My daughter and I were the first ones to arrive at the viewing. He was laid out nicely in his coffin and the room was quiet. I stood and looked down at the mortal remains of this man I loved so much and felt...nothing. He, my father, was not there. The corpse in the casket was just a thing. Not something to "say good bye too" What would be the point? That flesh and bone corpse was no longer my Dad.
Because of a snafu, I was not at the grave site to see him off. I waited until the following week to view his grave. When I stood there I wanted to feel like they show people acting in movies. I wanted to feel that there at his grave I could talk to him and that he could hear me. But again, he was not there and I could not "feel" him. I left the cemetery feeling somehow that I must be a very cold person because I felt no "connection".
As days pass into weeks, I miss him. It isn't the man in the bed I am missing. It is the man I remember from over the years. The one that stood in a pulpit on Sundays and worked as a construction worker and carpenter during the week. I missed the handsome guy that would sing out loud and strong, whistle a tune or play his harmonica. I missed the man that tended his roses, that loved my mother, that told funny stories, that commanded respect and stood tall. I miss the poet and the woodworker with the quirky sense of humor who created a lot of great things over the years, Dolly and Gar (wood sculptures) clocks and tables, boxes and wood turnings and carvings. Some serious and some, not so much.

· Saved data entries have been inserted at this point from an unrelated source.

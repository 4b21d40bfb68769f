//! Refresh token cookie handling

use crate::error::AppError;
use axum::http::{header::COOKIE, HeaderMap, HeaderValue};

/// Cookie carrying the refresh token
pub const REFRESH_COOKIE: &str = "refreshToken";

/// `Set-Cookie` value for a freshly issued refresh token.
/// `Secure` is only set in production so local HTTP development keeps working.
pub fn refresh_cookie(token: &str, max_age_secs: u64, secure: bool) -> Result<HeaderValue, AppError> {
    let mut cookie = format!(
        "{}={}; HttpOnly; SameSite=Strict; Path=/; Max-Age={}",
        REFRESH_COOKIE, token, max_age_secs
    );
    if secure {
        cookie.push_str("; Secure");
    }
    HeaderValue::from_str(&cookie)
        .map_err(|e| AppError::Internal(format!("Invalid cookie value: {}", e)))
}

/// `Set-Cookie` value that makes the client drop the refresh token
pub fn clear_refresh_cookie() -> HeaderValue {
    HeaderValue::from_static("refreshToken=; HttpOnly; SameSite=Strict; Path=/; Max-Age=0; Secure")
}

/// Read a cookie by name from every `Cookie` header on the request
pub fn read_cookie(headers: &HeaderMap, name: &str) -> Option<String> {
    headers
        .get_all(COOKIE)
        .iter()
        .filter_map(|v| v.to_str().ok())
        .flat_map(|v| v.split(';'))
        .filter_map(|pair| pair.trim().split_once('='))
        .find(|(key, _)| *key == name)
        .map(|(_, value)| value.trim().to_string())
        .filter(|value| !value.is_empty())
}

#[cfg(test)]
mod tests {
    use super::*;

    #[test]
    fn test_refresh_cookie_attributes() {
        let value = refresh_cookie("abc.def.ghi", 604800, false).unwrap();
        let value = value.to_str().unwrap();
        assert!(value.starts_with("refreshToken=abc.def.ghi;"));
        assert!(value.contains("HttpOnly"));
        assert!(value.contains("SameSite=Strict"));
        assert!(value.contains("Max-Age=604800"));
        assert!(!value.contains("Secure"));

        let secure = refresh_cookie("abc", 604800, true).unwrap();
        assert!(secure.to_str().unwrap().ends_with("; Secure"));
    }

    #[test]
    fn test_clear_cookie_expires_immediately() {
        let value = clear_refresh_cookie();
        let value = value.to_str().unwrap();
        assert!(value.starts_with("refreshToken=;"));
        assert!(value.contains("Max-Age=0"));
    }

    #[test]
    fn test_read_cookie() {
        let mut headers = HeaderMap::new();
        headers.insert(COOKIE, "theme=dark; refreshToken=tok.en.value; lang=en".parse().unwrap());
        assert_eq!(read_cookie(&headers, REFRESH_COOKIE).as_deref(), Some("tok.en.value"));
        assert_eq!(read_cookie(&headers, "missing"), None);
    }

    #[test]
    fn test_read_cookie_empty_value_is_absent() {
        let mut headers = HeaderMap::new();
        headers.insert(COOKIE, "refreshToken=".parse().unwrap());
        assert_eq!(read_cookie(&headers, REFRESH_COOKIE), None);
    }
}
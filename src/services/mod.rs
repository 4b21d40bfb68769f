//! Business logic services layer

pub mod auth_service;
pub mod listing_service;

pub use auth_service::{AuthService, ProfileImage};
pub use listing_service::ListingService;
//! Salus document crate - lab-report ingestion.
//!
//! Converts an uploaded file into plain text by a format-specific strategy:
//! text-layer extraction for PDFs, optical character recognition for
//! images. OCR engines sit behind the [`OcrEngine`] trait with a
//! [`MockOcr`] for testing and a [`TesseractOcr`] that shells out to the
//! `tesseract` binary.

pub mod error;
pub mod ocr;
pub mod pdf;
pub mod processor;

pub use error::DocumentError;
pub use ocr::{MockOcr, OcrEngine, TesseractOcr};
pub use processor::DocumentProcessor;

I miss the man who practised what he preached and believed what he taught. He is gone. His memories however are still a part of me and those memories are not gone. Those memories are more the "real" man than those mortal remains now laying in the grave. And as long as those memories are real to me he will never be really dead. I am not a cold or heartless person after all. I just have a big enough heart to keep him alive inside of me.